WHAT THE EXERCISE ASKS
Please return every line in the entries below with the word "SessionFactory" in it.

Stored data
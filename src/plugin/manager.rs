//! [`PluginManager`]: first-match-wins dispatch over registered plugins.

use std::any::Any;
use std::panic::{AssertUnwindSafe, catch_unwind};
use std::sync::Arc;

use super::{
    PluginError, ResolveVirtualModuleOptions, VirtualModuleDiagnostic,
    VirtualModuleDiagnosticCode, VirtualModulePlugin, VirtualModuleResolution,
    VirtualModuleResolver,
};
use crate::type_info::TypeInfoApiSession;

/// Resolves virtual modules through an ordered list of plugins.
///
/// # Example
///
/// ```ignore
/// let manager = PluginManager::new()
///     .with_plugin(FnPlugin::new("virtual", |id, _| id == "virtual:foo", |_, _, _| {
///         Ok("export interface Foo { n: number }".to_string())
///     }));
/// let resolution = manager.resolve_module(&ResolveVirtualModuleOptions::new("virtual:foo", "/app/main.ts"));
/// ```
#[derive(Default, Clone)]
pub struct PluginManager {
    plugins: Vec<Arc<dyn VirtualModulePlugin>>,
}

impl std::fmt::Debug for PluginManager {
    fn fmt(&self, f: &mut std::fmt::Formatter<'_>) -> std::fmt::Result {
        f.debug_struct("PluginManager")
            .field("plugins", &self.plugin_names())
            .finish()
    }
}

impl PluginManager {
    /// Create a manager with no plugins.
    pub fn new() -> Self {
        Self::default()
    }

    /// Create a manager from shared plugins, keeping their order.
    pub fn from_plugins(plugins: Vec<Arc<dyn VirtualModulePlugin>>) -> Self {
        Self { plugins }
    }

    /// Builder form of [`register`](Self::register).
    pub fn with_plugin(mut self, plugin: impl VirtualModulePlugin + 'static) -> Self {
        self.register(Arc::new(plugin));
        self
    }

    /// Append a plugin; earlier plugins take precedence.
    pub fn register(&mut self, plugin: Arc<dyn VirtualModulePlugin>) {
        self.plugins.push(plugin);
    }

    /// Registered plugin names, in order.
    pub fn plugin_names(&self) -> Vec<&str> {
        self.plugins.iter().map(|p| p.name()).collect()
    }

    /// Number of plugins.
    pub fn len(&self) -> usize {
        self.plugins.len()
    }

    /// Whether no plugin is registered.
    pub fn is_empty(&self) -> bool {
        self.plugins.is_empty()
    }

    fn build_with(
        &self,
        plugin: &dyn VirtualModulePlugin,
        options: &ResolveVirtualModuleOptions<'_>,
    ) -> VirtualModuleResolution {
        let name = plugin.name();
        let error = |code, message: String| {
            VirtualModuleResolution::Error(VirtualModuleDiagnostic::new(code, Some(name), message))
        };

        let session = match options.create_type_info_api_session {
            Some(factory) => match guarded(|| factory.create(plugin.type_target_specs())) {
                Ok(session) => session,
                Err(message) => {
                    return error(
                        VirtualModuleDiagnosticCode::SessionCreationFailed,
                        format!("failed to create type info session: {message}"),
                    );
                }
            },
            None => TypeInfoApiSession::unavailable(),
        };

        let source_text =
            match guarded(|| plugin.build(options.id, options.importer, session.api())) {
                Ok(text) => text,
                Err(message) => {
                    tracing::debug!(plugin = name, id = options.id, %message, "plugin build failed");
                    return error(
                        VirtualModuleDiagnosticCode::PluginBuildThrew,
                        format!("build failed: {message}"),
                    );
                }
            };

        if source_text.contains('\0') {
            return error(
                VirtualModuleDiagnosticCode::InvalidBuildOutput,
                "build output contains a NUL byte".to_string(),
            );
        }

        let dependencies = session.consume_dependencies();
        let warnings = session.consume_warnings();
        tracing::debug!(
            plugin = name,
            id = options.id,
            importer = options.importer,
            dependencies = dependencies.len(),
            "virtual module built"
        );
        VirtualModuleResolution::Resolved {
            plugin_name: name.to_string(),
            source_text,
            dependencies,
            warnings,
        }
    }
}

impl VirtualModuleResolver for PluginManager {
    fn resolve_module(&self, options: &ResolveVirtualModuleOptions<'_>) -> VirtualModuleResolution {
        if options.id.is_empty() || options.importer.is_empty() {
            return VirtualModuleResolution::Error(VirtualModuleDiagnostic::new(
                VirtualModuleDiagnosticCode::InvalidOptions,
                None,
                "id and importer must be non-empty",
            ));
        }

        for plugin in &self.plugins {
            let name = plugin.name();
            if name.is_empty() {
                return VirtualModuleResolution::Error(VirtualModuleDiagnostic::new(
                    VirtualModuleDiagnosticCode::InvalidOptions,
                    None,
                    "plugin name must be non-empty",
                ));
            }

            match guarded(|| plugin.should_resolve(options.id, options.importer)) {
                Ok(false) => continue,
                Ok(true) => return self.build_with(plugin.as_ref(), options),
                Err(message) => {
                    return VirtualModuleResolution::Error(VirtualModuleDiagnostic::new(
                        VirtualModuleDiagnosticCode::PluginShouldResolveThrew,
                        Some(name),
                        format!("should_resolve failed: {message}"),
                    ));
                }
            }
        }

        VirtualModuleResolution::Unresolved
    }
}

impl<R: VirtualModuleResolver + ?Sized> VirtualModuleResolver for Arc<R> {
    fn resolve_module(&self, options: &ResolveVirtualModuleOptions<'_>) -> VirtualModuleResolution {
        (**self).resolve_module(options)
    }
}

/// Run a plugin callback, turning both `Err` and panics into a message.
fn guarded<T>(f: impl FnOnce() -> Result<T, PluginError>) -> Result<T, String> {
    match catch_unwind(AssertUnwindSafe(f)) {
        Ok(Ok(value)) => Ok(value),
        Ok(Err(err)) => Err(err.to_string()),
        Err(payload) => Err(panic_message(payload.as_ref())),
    }
}

fn panic_message(payload: &(dyn Any + Send)) -> String {
    if let Some(message) = payload.downcast_ref::<&str>() {
        format!("panicked: {message}")
    } else if let Some(message) = payload.downcast_ref::<String>() {
        format!("panicked: {message}")
    } else {
        "panicked".to_string()
    }
}

#[cfg(test)]
mod tests {
    use std::sync::atomic::{AtomicUsize, Ordering};

    use super::*;
    use crate::plugin::FnPlugin;
    use crate::type_info::{FileOptions, SessionFactory, TypeInfoErrorCode};
    use crate::types::DependencyDescriptor;

    fn options<'a>(id: &'a str) -> ResolveVirtualModuleOptions<'a> {
        ResolveVirtualModuleOptions::new(id, "/app/main.ts")
    }

    fn counting(
        name: &str,
        source: &'static str,
        builds: Arc<AtomicUsize>,
    ) -> FnPlugin {
        FnPlugin::new(name, |id, _| id.starts_with("virtual:"), move |_, _, _| {
            builds.fetch_add(1, Ordering::SeqCst);
            Ok(source.to_string())
        })
    }

    #[test]
    fn test_first_match_wins() {
        let first = Arc::new(AtomicUsize::new(0));
        let second = Arc::new(AtomicUsize::new(0));
        let manager = PluginManager::new()
            .with_plugin(counting("first", "export const a = 1;", first.clone()))
            .with_plugin(counting("second", "export const b = 2;", second.clone()));

        let resolution = manager.resolve_module(&options("virtual:x"));
        let VirtualModuleResolution::Resolved {
            plugin_name,
            source_text,
            ..
        } = resolution
        else {
            panic!("expected resolved, got {resolution:?}");
        };
        assert_eq!(plugin_name, "first");
        assert_eq!(source_text, "export const a = 1;");
        assert_eq!(first.load(Ordering::SeqCst), 1);
        assert_eq!(second.load(Ordering::SeqCst), 0);
    }

    #[test]
    fn test_unresolved_when_nothing_matches() {
        let manager = PluginManager::new().with_plugin(counting(
            "p",
            "",
            Arc::new(AtomicUsize::new(0)),
        ));
        assert_eq!(
            manager.resolve_module(&options("./real")),
            VirtualModuleResolution::Unresolved
        );
    }

    #[test]
    fn test_invalid_options() {
        let manager = PluginManager::new();
        let resolution = manager.resolve_module(&ResolveVirtualModuleOptions::new("", "/a.ts"));
        let VirtualModuleResolution::Error(diagnostic) = resolution else {
            panic!("expected error");
        };
        assert_eq!(diagnostic.code, VirtualModuleDiagnosticCode::InvalidOptions);
        assert_eq!(diagnostic.plugin_name, None);

        let manager = PluginManager::new().with_plugin(FnPlugin::new("", |_, _| true, |_, _, _| {
            Ok(String::new())
        }));
        let VirtualModuleResolution::Error(diagnostic) = manager.resolve_module(&options("x"))
        else {
            panic!("expected error");
        };
        assert_eq!(diagnostic.code, VirtualModuleDiagnosticCode::InvalidOptions);
    }

    #[test]
    fn test_build_error_and_panic_are_blamed() {
        let manager = PluginManager::new().with_plugin(FnPlugin::new(
            "broken",
            |_, _| true,
            |_, _, _| Err("no routes".into()),
        ));
        let VirtualModuleResolution::Error(diagnostic) = manager.resolve_module(&options("x"))
        else {
            panic!("expected error");
        };
        assert_eq!(diagnostic.code, VirtualModuleDiagnosticCode::PluginBuildThrew);
        assert_eq!(diagnostic.plugin_name.as_deref(), Some("broken"));
        assert!(diagnostic.message.contains("no routes"));

        let manager = PluginManager::new().with_plugin(FnPlugin::new(
            "panicky",
            |_, _| panic!("should_resolve exploded"),
            |_, _, _| Ok(String::new()),
        ));
        let VirtualModuleResolution::Error(diagnostic) = manager.resolve_module(&options("x"))
        else {
            panic!("expected error");
        };
        assert_eq!(
            diagnostic.code,
            VirtualModuleDiagnosticCode::PluginShouldResolveThrew
        );
        assert!(diagnostic.message.contains("exploded"));
    }

    #[test]
    fn test_invalid_build_output() {
        let manager = PluginManager::new().with_plugin(FnPlugin::new("nul", |_, _| true, |_, _, _| {
            Ok("export {}\0".to_string())
        }));
        let VirtualModuleResolution::Error(diagnostic) = manager.resolve_module(&options("x"))
        else {
            panic!("expected error");
        };
        assert_eq!(diagnostic.code, VirtualModuleDiagnosticCode::InvalidBuildOutput);
    }

    #[test]
    fn test_session_creation_failure() {
        let factory = SessionFactory::new(|_| Err("no program".into()));
        let manager = PluginManager::new().with_plugin(FnPlugin::new("p", |_, _| true, |_, _, _| {
            Ok(String::new())
        }));
        let resolution = manager
            .resolve_module(&options("x").with_session_factory(Some(&factory)));
        let VirtualModuleResolution::Error(diagnostic) = resolution else {
            panic!("expected error");
        };
        assert_eq!(diagnostic.code, VirtualModuleDiagnosticCode::SessionCreationFailed);
        assert_eq!(diagnostic.plugin_name.as_deref(), Some("p"));
    }

    #[test]
    fn test_without_factory_api_is_unavailable() {
        let manager = PluginManager::new().with_plugin(FnPlugin::new("p", |_, _| true, |_, _, api| {
            let err = api.file("a.ts", &FileOptions::new("/app")).unwrap_err();
            assert_eq!(err.code, TypeInfoErrorCode::Unavailable);
            Ok("export {};".to_string())
        }));
        assert_eq!(manager.resolve_module(&options("x")).status(), "resolved");
    }

    #[test]
    fn test_dependencies_are_drained_into_resolution() {
        let factory = SessionFactory::new(|_| {
            let tracker = Arc::new(crate::type_info::DependencyTracker::new());
            tracker.record(DependencyDescriptor::file("/app/routes.ts"));
            tracker.warn("heads up");
            Ok(TypeInfoApiSession::new(
                Arc::new(crate::type_info::ProgramTypeInfoApi::new(
                    Arc::new(crate::program::SourceProgram::build(
                        &crate::host::CompilerProgramHost(&crate::host::MemoryHost::new()),
                        &[],
                    )),
                    tracker.clone(),
                )),
                tracker,
            ))
        });
        let manager = PluginManager::new().with_plugin(FnPlugin::new("p", |_, _| true, |_, _, _| {
            Ok("export {};".to_string())
        }));
        let resolution = manager
            .resolve_module(&options("x").with_session_factory(Some(&factory)));
        let VirtualModuleResolution::Resolved {
            dependencies,
            warnings,
            ..
        } = resolution
        else {
            panic!("expected resolved");
        };
        assert_eq!(dependencies, vec![DependencyDescriptor::file("/app/routes.ts")]);
        assert_eq!(warnings, vec!["heads up".to_string()]);
    }
}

RESPONSE TO THE TASK
    use crate::type_info::{FileOptions, SessionFactory, TypeInfoErrorCode};
        let factory = SessionFactory::new(|_| Err("no program".into()));
        let factory = SessionFactory::new(|_| {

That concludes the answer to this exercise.